Head in the clouds
There are some very smart, conscienceless people who are intent on stealing personal information.
The revelation this past weekend that personal data accounts of some celebrities had been hacked shines another light on how sophisticated and ruthless these Internet outlaws are. Nude photos of some celebrities were posted on websites and it remains to be seen how much other private information was stolen.
In these cases, the security breaches were the result of “cloud” computing – using Internet servers to back up data stored on personal computers or mobile devices. Apple Computer admitted that a flaw in its iCloud and Find My iPhone software may have opened the door for the theft of data. The company says the software has been fixed and that it believes the breach was limited.
But even if this particular open door has been locked, there will be more data thefts in the future. Apparently, data theft can be very profitable and it therefore draws a lot of brilliant psychopaths to try their hand at stealing personal information.

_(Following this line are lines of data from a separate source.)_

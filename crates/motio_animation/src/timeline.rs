//! Timeline sequences
//!
//! A sequence is an ordered list of [`Segment`]s: labels, and animations of
//! one or more targets. [`compile_sequence`] lays the segments out on one
//! timeline and flattens them into a single keyframe track per target value,
//! with offsets scaled to `0..=1` of the total duration. [`play_sequence`]
//! then runs every track as an ordinary value animation.
//!
//! # Example
//!
//! ```ignore
//! let sequence: Vec<Segment> = vec![
//!     Segment::animate(Target::Element(a)).key("x", [0.0, 100.0]).into(),
//!     Segment::label("settled"),
//!     Segment::animate(Target::Element(b))
//!         .key("opacity", [1.0])
//!         .transition(SegmentTransition::new().at("<"))
//!         .into(),
//! ];
//! let compiled = compile_sequence(&sequence, &SequenceOptions::default());
//! ```

use crate::animate::{animate_element, animate_value, ValueAnimation};
use crate::context::MotionContext;
use crate::easing::Easing;
use crate::generators::keyframes::default_offsets;
use crate::generators::{generator_easing, AnimationType, GeneratorOptions};
use crate::interpolate::progress;
use crate::mix::mix_number;
use crate::player::{AnimationOptions, AnimationPlayer, Keyframe, RepeatType};
use indexmap::IndexMap;
use motio_core::{parse_float, AnimationOutcome, Completion, ElementId, ElementRegistry, ReactiveValue, Value};
use rustc_hash::FxHashMap;
use std::cell::Cell;
use std::cmp::Ordering;
use std::fmt;
use std::rc::Rc;

/// Segment repeats above this are clamped
pub const MAX_REPEAT: u32 = 20;

/// Track key used for bare reactive values
pub const DEFAULT_TRACK: &str = "default";

/// Where a segment starts
#[derive(Clone, Debug, PartialEq)]
pub enum At {
    /// Milliseconds from the start of the sequence
    Absolute(f64),
    /// Offset from the end of the previous segment (`"+100"`, `"-100"`)
    Relative(f64),
    /// Same start as the previous segment (`"<"`)
    Previous,
    /// Offset from the start of the previous segment (`"<+100"`)
    PreviousOffset(f64),
    /// A named label
    Label(String),
}

impl At {
    /// Parse the string form: `"+n"`, `"-n"`, `"<"`, `"<±n"` or a label name
    pub fn parse(text: &str) -> At {
        if text.starts_with('+') || text.starts_with('-') {
            if let Some(offset) = parse_float(text) {
                return At::Relative(offset);
            }
        }
        if text == "<" {
            return At::Previous;
        }
        if let Some(rest) = text.strip_prefix('<') {
            return At::PreviousOffset(parse_float(rest).unwrap_or(0.0));
        }
        At::Label(text.to_string())
    }

    /// Resolve against the timeline cursors
    fn resolve(&self, current: f64, previous: f64, labels: &FxHashMap<String, f64>) -> f64 {
        match self {
            At::Absolute(time) => *time,
            At::Relative(offset) => (current + offset).max(0.0),
            At::Previous => previous,
            At::PreviousOffset(offset) => (previous + offset).max(0.0),
            At::Label(name) => labels.get(name).copied().unwrap_or(current),
        }
    }
}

There are things you can do to help with a roadblock for the would-be thieves. The most obvious one, of course, is don’t store personal data on cloud computers. The Sydney (Australia) Herald advises its readers in a story to turn off the Photo Stream setting in the iPhone. Then photos taken with your phone won’t be automatically uploaded to iCloud.
The Herald story also recommends using different passwords for different Internet accounts. A lazy user who has the same password for all accounts will find that a single breach can open up everything from iCloud to personal banking records.
At the risk of once again sounding like a computer Luddite, we’d urge readers to be very careful with storing data on remote servers. A nice little USB drive that can be detached from your computer is a great place to back up personal information.
Don’t put anything you want kept private on a device – or a cloud – that is just a few clicks away from becoming a public bulletin board.
* Editorials reflect the opinion of the publisher.